This was all a prelude to meeting Alec (and Benny’s friend Polly, as Yo La Tengo mad as me) for the Yo La Tengo/Calexico gig at Somerset House in the evening.

Yo La Tengo started off, which seemed strange given their relatively senior status in the indie pantheon. They played many songs off Summer Sun, which I haven’t listened to yet, a fun frantic screechy version of Cherry Chapstick, and Tom Courtenay, which I love madly, and which they didn’t play the first time I saw them live. They finished with Sun Ra’s Nuclear War and left the stage with its ending whispers of “Goodbye.” They displayed everything I loved about them the first time I saw them live, and given the same amount of time with them I feel certain I would have emerged in a similar state of gibbering. But that pleasure was denied me. The length of the set seemed distinctly that of an “opening band”, which is really a bit of a travesty given that the marketing of the gig never indicated that Calexico would be headlining, and Yo La Tengo relegated.

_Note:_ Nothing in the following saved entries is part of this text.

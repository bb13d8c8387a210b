use super::{density::sanitize_control, rng::ClockRng};

/*
Gate Length Policy
==================

One knob (0.0 to 1.0) chooses how long each pulse stays high. The length
is always a fraction of the mean clock interval (1 / density), so the
same knob position gives the same "feel" at any rate.

    control   0.0 ──────────── 0.5 ──────────────────── 1.0
              │ deterministic  │ stochastic              │
              1% ......... 99% │ uniform ... strongly U-shaped


Deterministic half (0.0 ..= 0.5)
--------------------------------

    fraction = 0.01 + (control / 0.5) * 0.98

0.0 gives 1% (a trigger), 0.25 gives 50% (a square-ish clock), 0.5 gives
99% (nearly legato). No randomness is involved.


Stochastic half (0.5, 1.0]
--------------------------

Each pulse draws a fresh fraction in [0, 1] from a symmetric U-shaped
distribution. The distance above 0.5 is the bias:

    bias = (control - 0.5) / 0.5          0.0 .. 1.0
    p    = 1 - 0.9 * bias                 1.0 .. 0.1

    u    uniform in [0, 1)
    y    = 2u - 1                         uniform in [-1, 1)
    x    = 0.5 + 0.5 * sign(y) * |y|^p

With p = 1 the draw is uniform. As p shrinks, |y|^p is pushed towards 1,
so x piles up near 0 and 1 (very short or very long gates) and thins out
around 0.5. The density of |y|^p is (1/p) * z^(1/p - 1): at p = 0.1 that
is 10 * z^9, so roughly two thirds of all draws land within 5% of an end.

                  p = 1.0            p = 0.5            p = 0.1
    density     ▁▁▁▁▁▁▁▁▁▁         █▃▂▁▁▁▁▂▃█         █▁        ▁█
                0   0.5   1        0   0.5   1        0   0.5   1

Each draw costs one uniform and one powf, bounded time on the audio thread.
*/

const SPLIT: f32 = 0.5;
const MIN_FRACTION: f32 = 0.01;
const MAX_FRACTION: f32 = 0.99;
const MIN_EXPONENT: f32 = 0.1;

/// How the next pulse's gate length is chosen.
#[derive(Debug, Clone, Copy, PartialEq)]
pub enum GateLengthPolicy {
    /// Fixed fraction of the mean interval, in `[0.01, 0.99]`.
    Deterministic(f32),
    /// Fresh U-shaped draw per pulse; bias in `[0, 1]` controls how hard
    /// the extremes are favoured.
    Stochastic(f32),
}

impl GateLengthPolicy {
    /// Select the policy for a knob position.
    pub fn from_control(control: f32) -> Self {
        let control = sanitize_control(control);

        if control <= SPLIT {
            let t = control / SPLIT;
            Self::Deterministic(MIN_FRACTION + t * (MAX_FRACTION - MIN_FRACTION))
        } else {
            Self::Stochastic(((control - SPLIT) / (1.0 - SPLIT)).clamp(0.0, 1.0))
        }
    }

    /// Gate length as a fraction of the mean interval, in `[0, 1]`.
    ///
    /// Only the stochastic policy touches `rng`.
    #[inline]
    pub fn fraction(&self, rng: &mut ClockRng) -> f32 {
        match *self {
            Self::Deterministic(fraction) => fraction,
            Self::Stochastic(bias) => favour_extremes(rng.uniform(), bias),
        }
    }

    pub fn is_stochastic(&self) -> bool {
        matches!(self, Self::Stochastic(_))
    }
}

impl Default for GateLengthPolicy {
    fn default() -> Self {
        Self::from_control(0.25)
    }
}

/// Shape a uniform draw `u` in `[0, 1)` into the U-shaped distribution for
/// `bias` in `[0, 1]`.
#[inline]
pub fn favour_extremes(u: f32, bias: f32) -> f32 {
    let p = 1.0 - (1.0 - MIN_EXPONENT) * bias.clamp(0.0, 1.0);
    let y = (2.0 * u - 1.0).clamp(-1.0, 1.0);
    let shaped = y.abs().powf(p).copysign(y);
    (0.5 + 0.5 * shaped).clamp(0.0, 1.0)
}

I guess it’s a credit to Calexico that they mostly managed to assuage my dissatisfaction with the length of the YLT set by putting on an excellent show. It seemed as if they livened up the Feast Of Wire songs a little for the performance, which worked fine for most of them, but disappointed me for Black Heart, where they opted for Bond movie music razzle-dazzle, glitz and glam and general high campness in the strings rather than the mournful, desert-on-the-darker-side-of-dusk feel it had (and I loved) on the album. It seemed as though they’d decided that the overriding tone of this gig would be a party, which isn’t necessarily a bad decision, especially when you have trumpets and frequently do that country-yodelly “Aiiiiyiyiyiyi!” thing at appropriate bits in the songs.

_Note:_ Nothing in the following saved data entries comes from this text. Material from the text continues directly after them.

use crate::{
    dsp::{
        clock::VoiceClock,
        density::{map_master_density, map_voice_multiplier, sanitize_control},
        rng::ClockRng,
    },
    module::{
        message::{ClockMessage, MessageReceiver},
        params::{ClockConfig, RandomClockParams},
    },
    render::RenderCtx,
    ClockError, NUM_VOICES,
};

/*
Random Clock Module
===================

Eight voice clocks behind one master density knob. This is the host side
of the clock contract: it owns the knobs, turns them into densities and
gate length controls, and scales gate levels into voltages.

    master knob ──→ map_master_density ──→ Hz ─┐
                                               ×──→ voice clock i ──→ x10 V ──→ out i
    voice i multiplier knob ──→ x0.1..x10 ─────┘          ↑
    voice i gate length knob ─────────────────────────────┘

    voice 0 current gate length ──→ x5 V ──→ gate length monitor out

Only connected outputs are processed. A voice whose output is unplugged
does no work and its clock stands still, so plugging it back in resumes
where it left off rather than replaying what it missed.

The gate length monitor reads voice 0 regardless of whether voice 0 is
connected; it never writes back into any clock.
*/

/// Voltages produced by one module step.
#[derive(Debug, Clone, Copy, Default, PartialEq)]
pub struct RandomClockOutputs {
    /// Gate output per voice, in volts.
    pub gates: [f32; NUM_VOICES],
    /// Voice 0 gate length fraction, in volts.
    pub gate_len: f32,
}

pub struct RandomClock {
    clocks: [VoiceClock; NUM_VOICES],
    params: RandomClockParams,
    config: ClockConfig,
    current_density: f32, // master density in Hz, refreshed every step
}

impl RandomClock {
    /// Build the module. Without a configured seed, voices are seeded from
    /// OS entropy.
    pub fn new(params: RandomClockParams, config: ClockConfig) -> Result<Self, ClockError> {
        let seeder = match config.seed {
            Some(seed) => ClockRng::new_with_seed(seed),
            None => ClockRng::from_entropy()?,
        };

        tracing::debug!(
            seed = ?config.seed,
            slew_time = config.slew_time,
            voices = NUM_VOICES,
            "random clock created"
        );

        Ok(Self::build(seeder, params, config))
    }

    /// Build with default knobs and a fixed seed.
    pub fn with_seed(seed: u64) -> Self {
        Self::build(
            ClockRng::new_with_seed(seed),
            RandomClockParams::default(),
            ClockConfig::default().seed(seed),
        )
    }

    fn build(mut seeder: ClockRng, params: RandomClockParams, config: ClockConfig) -> Self {
        // Each voice gets its own stream so they never pulse in lockstep
        let clocks = std::array::from_fn(|_| {
            VoiceClock::new(seeder.next_seed()).with_slew(config.slew_time)
        });

        Self {
            clocks,
            params,
            config,
            current_density: map_master_density(params.master_density),
        }
    }

    /// Advance every connected voice by `sample_time` seconds.
    pub fn process(
        &mut self,
        sample_time: f32,
        connected: &[bool; NUM_VOICES],
    ) -> RandomClockOutputs {
        let master = map_master_density(self.params.master_density);
        self.current_density = master;

        let mut out = RandomClockOutputs::default();

        for (i, clock) in self.clocks.iter_mut().enumerate() {
            if !connected[i] {
                continue;
            }

            let voice = &self.params.voices[i];
            clock.set_density(master * map_voice_multiplier(voice.multiplier));
            clock.set_gate_len(voice.gate_len);
            out.gates[i] = self.config.gate_volts * clock.process(sample_time);
        }

        out.gate_len = self.config.gate_len_volts * self.clocks[0].current_gate_len();
        out
    }

    /// Render a block of module steps.
    pub fn render_block(
        &mut self,
        out: &mut [RandomClockOutputs],
        connected: &[bool; NUM_VOICES],
        ctx: &RenderCtx,
    ) {
        let dt = ctx.sample_time();
        for frame in out.iter_mut() {
            *frame = self.process(dt, connected);
        }
    }

    /// Apply pending control messages. Call between blocks.
    pub fn drain_messages<R: MessageReceiver>(&mut self, rx: &mut R) {
        while let Some(msg) = rx.pop() {
            self.apply_message(msg);
        }
    }

    /// Apply one control message. Messages addressed to a voice that does
    /// not exist are dropped.
    pub fn apply_message(&mut self, msg: ClockMessage) {
        match msg {
            ClockMessage::SetMasterDensity(value) => {
                self.params.master_density = sanitize_control(value);
            }
            ClockMessage::SetMultiplier { voice, value } => {
                if let Ok(v) = self.params.voice_mut(voice) {
                    v.multiplier = sanitize_control(value);
                }
            }
            ClockMessage::SetGateLen { voice, value } => {
                if let Ok(v) = self.params.voice_mut(voice) {
                    v.gate_len = sanitize_control(value);
                }
            }
            ClockMessage::Reset => self.reset(),
        }
    }

    /// Reset every voice to its startup state.
    pub fn reset(&mut self) {
        for clock in &mut self.clocks {
            clock.reset();
        }
        tracing::debug!(voices = NUM_VOICES, "random clock reset");
    }

    pub fn params(&self) -> &RandomClockParams {
        &self.params
    }

    pub fn params_mut(&mut self) -> &mut RandomClockParams {
        &mut self.params
    }

    pub fn set_params(&mut self, params: RandomClockParams) {
        self.params = params;
    }

    pub fn config(&self) -> &ClockConfig {
        &self.config
    }

    /// Master density in Hz as of the last step.
    pub fn current_density(&self) -> f32 {
        self.current_density
    }

    pub fn voice(&self, index: usize) -> Option<&VoiceClock> {
        self.clocks.get(index)
    }

    pub fn voices(&self) -> &[VoiceClock; NUM_VOICES] {
        &self.clocks
    }
}

#[cfg(test)]
mod tests {
    use super::*;
    use crate::module::params::VoiceParams;

    const DT: f32 = 1.0 / 48_000.0;
    const ALL: [bool; NUM_VOICES] = [true; NUM_VOICES];

    #[test]
    fn outputs_are_scaled_voltages() {
        let mut module = RandomClock::with_seed(1);
        module.set_params(RandomClockParams::new().master_density(0.8));

        let mut saw_high = false;
        for _ in 0..48_000 {
            let out = module.process(DT, &ALL);
            for &v in &out.gates {
                assert!(v == 0.0 || v == 10.0, "unexpected voltage {}", v);
                saw_high |= v == 10.0;
            }
            assert!((0.0..=5.0).contains(&out.gate_len));
        }
        assert!(saw_high);
    }

    #[test]
    fn gate_len_tap_reports_voice_zero() {
        let mut module = RandomClock::with_seed(2);
        module.set_params(
            RandomClockParams::new()
                .master_density(0.75)
                .voice(0, VoiceParams::default().gate_len(0.0)),
        );

        let mut out = RandomClockOutputs::default();
        for _ in 0..48_000 {
            out = module.process(DT, &ALL);
        }
        assert!(module.voice(0).unwrap().pulse_count() > 0);
        // 1% of the interval, times 5 V
        assert!((out.gate_len - 0.05).abs() < 1e-5);
    }

    #[test]
    fn unconnected_voices_do_no_work() {
        let mut module = RandomClock::with_seed(3);
        module.set_params(RandomClockParams::new().master_density(1.0));

        let mut connected = [false; NUM_VOICES];
        connected[2] = true;
        for _ in 0..48_000 {
            let out = module.process(DT, &connected);
            for (i, &v) in out.gates.iter().enumerate() {
                if i != 2 {
                    assert_eq!(v, 0.0);
                }
            }
        }
        for (i, clock) in module.voices().iter().enumerate() {
            if i == 2 {
                assert!(clock.pulse_count() > 0);
            } else {
                assert_eq!(clock.pulse_count(), 0);
            }
        }
    }

    #[test]
    fn voices_are_independent_streams() {
        let mut module = RandomClock::with_seed(4);
        module.set_params(RandomClockParams::new().master_density(0.8));
        let mut frames = vec![RandomClockOutputs::default(); 48_000];
        module.render_block(&mut frames, &ALL, &RenderCtx::new(48_000.0));

        let trace = |v: usize| frames.iter().map(|f| f.gates[v]).collect::<Vec<_>>();
        assert_ne!(trace(0), trace(1));
    }

    #[test]
    fn messages_update_knobs() {
        let mut module = RandomClock::with_seed(5);
        module.apply_message(ClockMessage::SetMasterDensity(2.0));
        module.apply_message(ClockMessage::SetGateLen { voice: 1, value: 0.9 });
        module.apply_message(ClockMessage::SetMultiplier { voice: 99, value: 0.5 });

        assert_eq!(module.params().master_density, 1.0);
        assert_eq!(module.params().voices[1].gate_len, 0.9);

        module.process(DT, &ALL);
        assert!((module.current_density() - 200.0).abs() < 1e-3);
    }

    #[test]
    fn seeded_modules_are_reproducible() {
        let run = || {
            let params = RandomClockParams::new().master_density(0.7);
            let mut module = RandomClock::new(params, ClockConfig::default().seed(77)).unwrap();
            (0..20_000)
                .map(|_| module.process(DT, &ALL))
                .collect::<Vec<_>>()
        };
        assert_eq!(run(), run());
    }
}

Leaving the gig, it occurred to me that I’d actually seen both these bands in the space of an April week a little over two years ago, Yo La Tengo headlining (as they SHOULD be, damn you Somerset House) on the Tuesday and Calexico opening for Stephen Malkmus on the Thursday. I saw both gigs with Marten, who was, at the time, the only person in my London circle of friends who had even heard of most of the bands I wanted to see (I had abundant clubbing companions, but only Marten for gigs). I remember coming back from the Malkmus gig and meeting Alec, about to get drunk, in the basement of our hall. Neither of us had the tiniest inkling of any future connection beyond mild recognition of each other’s photos in the hall yearbook.

How things change.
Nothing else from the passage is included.